Hay niños que tienen necesidad de succión hasta los 6 o 7 años, por eso la edad de destete natural va desde los 2,5 años a los 7, a un prematuro, como es el caso de mis hijos, les dura más. Los bebés humanos, todos los mamíferos, nacen con la necesidad biológica de succionar, pero de succionar el pecho de su madre, no un chupete…que a veces pareciera que el chupete es algo por si mismo, cuando en realidad es un sustituto del pezón materno.

Cuando amamantamos, separar la succión “nutritiva” de la “no nutritiva” es imposible, una y otra se necesitan, una para nutrir y la otra para producir la suficiente cantidad. Además, ambas fortalecen el vínculo con la madre imprescindible para desarrollar un apego seguro. Así que la “succión no nutritiva” si que nutre, es decir, no existe la no nutritiva, y desde luego no es un vicio, tiene una importancia fundamental para calmar al bebé, estimular los músculos de la cara, para fundamentar el apego con la madre, su necesidad de madre, su olor, texturas, su sabor que no es siempre el mismo, la calidez, el amor. Esa necesidad de amor, en esa forma, sigue presente durante al menos los 7 primeros años.

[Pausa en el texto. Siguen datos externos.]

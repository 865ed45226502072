//! End-to-end coverage of spec.md §8's seed scenario: a ClusterIP Service
//! with a 3-Pod selector gets its clusterIP assigned and fans a CREATE with
//! 3 endpoints out to every node; failing one Pod fans an UPDATE with 2
//! endpoints out on the next reconcile pass.

use std::collections::BTreeMap;
use std::sync::Arc;

use flotilla_api_client::FlotillaClient;
use flotilla_model::{
    Node, NodeStatus, ObjectMeta, Pod, PodPhase, PodSpec, PodStatus, Protocol, Service,
    ServicePort, ServiceSpec, ServiceStatus, ServiceType,
};
use flotilla_service_controller::{reconcile::reconcile, NodePortManager, ProxyAction, ProxyMessage};
use flotilla_store::{InMemoryMessageBus, MessageBus, TypedBus};
use wiremock::matchers::{method, path};
use wiremock::{Mock, MockServer, ResponseTemplate};

fn labels(pairs: &[(&str, &str)]) -> BTreeMap<String, String> {
    pairs.iter().map(|(k, v)| (k.to_string(), v.to_string())).collect()
}

fn running_pod(name: &str, ip: &str) -> Pod {
    Pod {
        meta: ObjectMeta::new(name, Some("default".to_string())).with_labels(labels(&[("app", "web")])),
        spec: PodSpec::default(),
        status: PodStatus {
            phase: Some(PodPhase::Running),
            subnet_ip: Some(ip.to_string()),
            ..Default::default()
        },
    }
}

fn failed_pod(name: &str, ip: &str) -> Pod {
    Pod {
        status: PodStatus {
            phase: Some(PodPhase::Failed),
            subnet_ip: Some(ip.to_string()),
            ..Default::default()
        },
        ..running_pod(name, ip)
    }
}

fn service(cluster_ip: Option<&str>) -> Service {
    Service {
        meta: ObjectMeta::new("svc1", Some("default".to_string())),
        spec: ServiceSpec {
            type_: ServiceType::ClusterIp,
            selector: labels(&[("app", "web")]),
            port: ServicePort { port: 80, target_port: 8080, protocol: Protocol::Tcp, node_port: None },
        },
        status: ServiceStatus { cluster_ip: cluster_ip.map(str::to_string) },
    }
}

fn node(name: &str) -> Node {
    Node::new(name, "10.0.0.1:9000", BTreeMap::new())
}

#[tokio::test]
async fn clusterip_assignment_and_endpoint_delta_fan_out() {
    let server = MockServer::start().await;

    Mock::given(method("GET"))
        .and(path("/namespaces/default/services/svc1"))
        .respond_with(ResponseTemplate::new(200).set_body_json(service(None)))
        .up_to_n_times(1)
        .mount(&server)
        .await;
    Mock::given(method("GET"))
        .and(path("/namespaces/default/services/svc1"))
        .respond_with(ResponseTemplate::new(200).set_body_json(service(Some("10.96.0.1"))))
        .mount(&server)
        .await;

    Mock::given(method("GET"))
        .and(path("/services"))
        .respond_with(ResponseTemplate::new(200).set_body_json(Vec::<Service>::new()))
        .mount(&server)
        .await;

    Mock::given(method("PUT"))
        .and(path("/namespaces/default/services/svc1"))
        .respond_with(ResponseTemplate::new(200).set_body_json(service(Some("10.96.0.1"))))
        .mount(&server)
        .await;

    Mock::given(method("GET"))
        .and(path("/namespaces/default/pods"))
        .respond_with(ResponseTemplate::new(200).set_body_json(vec![
            running_pod("p1", "10.1.0.1"),
            running_pod("p2", "10.1.0.2"),
            running_pod("p3", "10.1.0.3"),
        ]))
        .up_to_n_times(1)
        .mount(&server)
        .await;
    Mock::given(method("GET"))
        .and(path("/namespaces/default/pods"))
        .respond_with(ResponseTemplate::new(200).set_body_json(vec![
            running_pod("p1", "10.1.0.1"),
            running_pod("p2", "10.1.0.2"),
            failed_pod("p3", "10.1.0.3"),
        ]))
        .mount(&server)
        .await;

    Mock::given(method("GET"))
        .and(path("/nodes"))
        .respond_with(ResponseTemplate::new(200).set_body_json(vec![node("n1")]))
        .mount(&server)
        .await;

    let client = FlotillaClient::new(server.uri()).unwrap();
    let bus: Arc<dyn MessageBus> = Arc::new(InMemoryMessageBus::new());
    let nodeports = NodePortManager::new(bus.clone(), "test-nodeports");
    let key = flotilla_model::ObjectKey::namespaced(flotilla_model::Kind::Service, "default".to_string(), "svc1".to_string());

    reconcile(&client, &bus, &nodeports, &key).await.unwrap();

    let typed_bus = TypedBus::new(bus.as_ref());
    let deliveries: Vec<(String, ProxyMessage)> = typed_bus.poll("node.n1.services", "test", 10).await.unwrap();
    assert_eq!(deliveries.len(), 1);
    let (id, message) = &deliveries[0];
    assert_eq!(message.action, ProxyAction::Create);
    assert_eq!(message.cluster_ip, "10.96.0.1");
    assert_eq!(message.endpoints.len(), 3);
    typed_bus.ack("node.n1.services", "test", id).await.unwrap();

    reconcile(&client, &bus, &nodeports, &key).await.unwrap();

    let deliveries: Vec<(String, ProxyMessage)> = typed_bus.poll("node.n1.services", "test", 10).await.unwrap();
    assert_eq!(deliveries.len(), 1);
    let (_, message) = &deliveries[0];
    assert_eq!(message.action, ProxyAction::Update);
    assert_eq!(message.endpoints.len(), 2);
}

Se ve muy normal que los niños usen el chupete para calmar esa necesidad de succión, pero no así cuando se hace con el pecho materno. El mercado vuelve a ganar la partida, se normaliza el objeto que se comercializa, y se estigmatiza la naturaleza que ha pretendido imitarse para obtener un rédito económico. Si se pudieran vender nuestros pechos lactantes, no tendríamos problemas para lucirlos cuando alimentamos a nuestros hijos en público…

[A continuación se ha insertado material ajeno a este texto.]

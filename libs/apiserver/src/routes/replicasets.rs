use axum::extract::{Path, State};
use axum::http::StatusCode;
use axum::Json;
use flotilla_model::{Kind, ObjectKey, Pod, ReplicaSet};
use flotilla_store::TypedBus;

use crate::crud;
use crate::error::{ApiError, Result};
use crate::state::AppState;
use crate::wire::PodCommand;

pub async fn list_all(State(state): State<AppState>) -> Result<Json<Vec<ReplicaSet>>> {
    Ok(Json(crud::list_all(state.kv.as_ref(), Kind::ReplicaSet).await?))
}

pub async fn list_namespaced(
    State(state): State<AppState>,
    Path(namespace): Path<String>,
) -> Result<Json<Vec<ReplicaSet>>> {
    Ok(Json(crud::list_namespaced(state.kv.as_ref(), Kind::ReplicaSet, &namespace).await?))
}

pub async fn get(
    State(state): State<AppState>,
    Path((namespace, name)): Path<(String, String)>,
) -> Result<Json<ReplicaSet>> {
    let key = ObjectKey::namespaced(Kind::ReplicaSet, namespace, name);
    Ok(Json(crud::require(state.kv.as_ref(), &key).await?))
}

/// On creation, scans existing Pods in the namespace and records those already
/// matching the selector as owned (spec.md §4.1: "initial observed count
/// derives from that sweep").
pub async fn create(
    State(state): State<AppState>,
    Path(namespace): Path<String>,
    Json(mut rs): Json<ReplicaSet>,
) -> Result<Json<ReplicaSet>> {
    rs.meta.namespace = Some(namespace.clone());
    let key = ObjectKey::namespaced(Kind::ReplicaSet, &namespace, &rs.meta.name);
    if crud::exists(state.kv.as_ref(), &key).await? {
        return Err(ApiError::Conflict(key.to_string()));
    }

    let pods: Vec<Pod> = crud::list_namespaced(state.kv.as_ref(), Kind::Pod, &namespace).await?;
    let owned: Vec<String> = pods
        .into_iter()
        .filter(|p| p.meta.labels_match(&rs.spec.selector))
        .map(|p| p.meta.name)
        .collect();
    rs.status.observed_replicas = owned.len() as u32;
    rs.status.owned_pods = owned;

    crud::put(state.kv.as_ref(), &key, &rs).await?;
    Ok(Json(rs))
}

pub async fn update(
    State(state): State<AppState>,
    Path((namespace, name)): Path<(String, String)>,
    Json(rs): Json<ReplicaSet>,
) -> Result<Json<ReplicaSet>> {
    let key = ObjectKey::namespaced(Kind::ReplicaSet, &namespace, &name);
    crud::require::<ReplicaSet>(state.kv.as_ref(), &key).await?;
    crud::put(state.kv.as_ref(), &key, &rs).await?;
    Ok(Json(rs))
}

/// Cascades delete to owned Pods and any HPA targeting this ReplicaSet
/// (spec.md §4.5 ReplicaSetController). Implemented here, synchronously,
/// rather than in the controller's poll loop: a deleted object never appears
/// in a future `list_targets()` pass, so the controller has no chance to see
/// the deletion and cascade it (recorded in DESIGN.md).
pub async fn delete(
    State(state): State<AppState>,
    Path((namespace, name)): Path<(String, String)>,
) -> Result<StatusCode> {
    let key = ObjectKey::namespaced(Kind::ReplicaSet, &namespace, &name);
    let rs: ReplicaSet = crud::require(state.kv.as_ref(), &key).await?;

    for pod_name in &rs.status.owned_pods {
        let pod_key = ObjectKey::namespaced(Kind::Pod, &namespace, pod_name);
        if let Some(pod) = crud::get_typed::<Pod>(state.kv.as_ref(), &pod_key).await? {
            if let Some(node_name) = pod.status.node_name {
                let node_key = ObjectKey::cluster_scoped(Kind::Node, &node_name);
                if let Some(node) = crud::get_typed::<flotilla_model::Node>(state.kv.as_ref(), &node_key).await? {
                    TypedBus::new(state.bus.as_ref())
                        .publish(&node.pod_topic, &PodCommand::Delete { namespace: namespace.clone(), name: pod_name.clone() })
                        .await?;
                }
            }
            crud::delete(state.kv.as_ref(), &pod_key).await?;
        }
    }

    let hpas: Vec<flotilla_model::HorizontalPodAutoscaler> =
        crud::list_namespaced(state.kv.as_ref(), Kind::HorizontalPodAutoscaler, &namespace).await?;
    for hpa in hpas {
        if hpa.spec.target.kind == "ReplicaSet" && hpa.spec.target.name == name {
            let hpa_key = ObjectKey::namespaced(Kind::HorizontalPodAutoscaler, &namespace, &hpa.meta.name);
            crud::delete(state.kv.as_ref(), &hpa_key).await?;
        }
    }

    crud::delete(state.kv.as_ref(), &key).await?;
    Ok(StatusCode::NO_CONTENT)
}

El tiempo que el bebé, o el niño, pasa succionando del pecho materno, aunque no tome leche, es un tiempo en el que permanece en contacto con el cuerpo de su madre, le da seguridad, tranquilidad y paz. Esta necesidad de la madre es algo presente más allá de los primeros meses, y no es un vicio porque les nutre de amor. Quizá una necesidad concreta en un momento concreto, quizá un tiempo exclusivo con mamá, sea como sea yo respeto ese tiempo, hasta que lo quieran ellos.

Los niños que han tenido LM ininterumpida, pueden pedir el pecho, incluso cuando ya se ha producido el destete, succionan incluso cuando no hay leche, manifestando cierto vínculo con el seno y pueden mamar, sin haber leche, alguna vez, durante años, para dormirse o calmarse si están especialmente agitados, o para tener un rato de intimidad con la madre si hay hermanos. Esta parte de la Lactancia, puede demandarse una vez al día, pueden tener una racha diaria, puede ser una vez a la semana, o una vez al mes, hasta que dejan de necesitarlo y de pedirlo. No se lo niegues, es un vínculo que tu hijo o hija necesita, y seguro que será tan placentero como lo fue el resto de la Lactancia. Si lo hace a menudo puedes volver a producir leche, no te extrañes. El chupete cumple una especie de función de succión emocional, no debe extrañarnos, ni ver nada malo, en que usen nuestro pecho, es otro tabú social en torno al pecho y la lactancia. No es un vicio, es otra de las necesidades del niño o niña.

El chupete, algo normalizado, dejará de ser necesario, cuando él, según su propio desarrollo personal, sus ritmos, sus necesidades y sus circunstancias, lo decida. El succionar el pecho también ¿o vamos a rechazar nuestra propia naturaleza?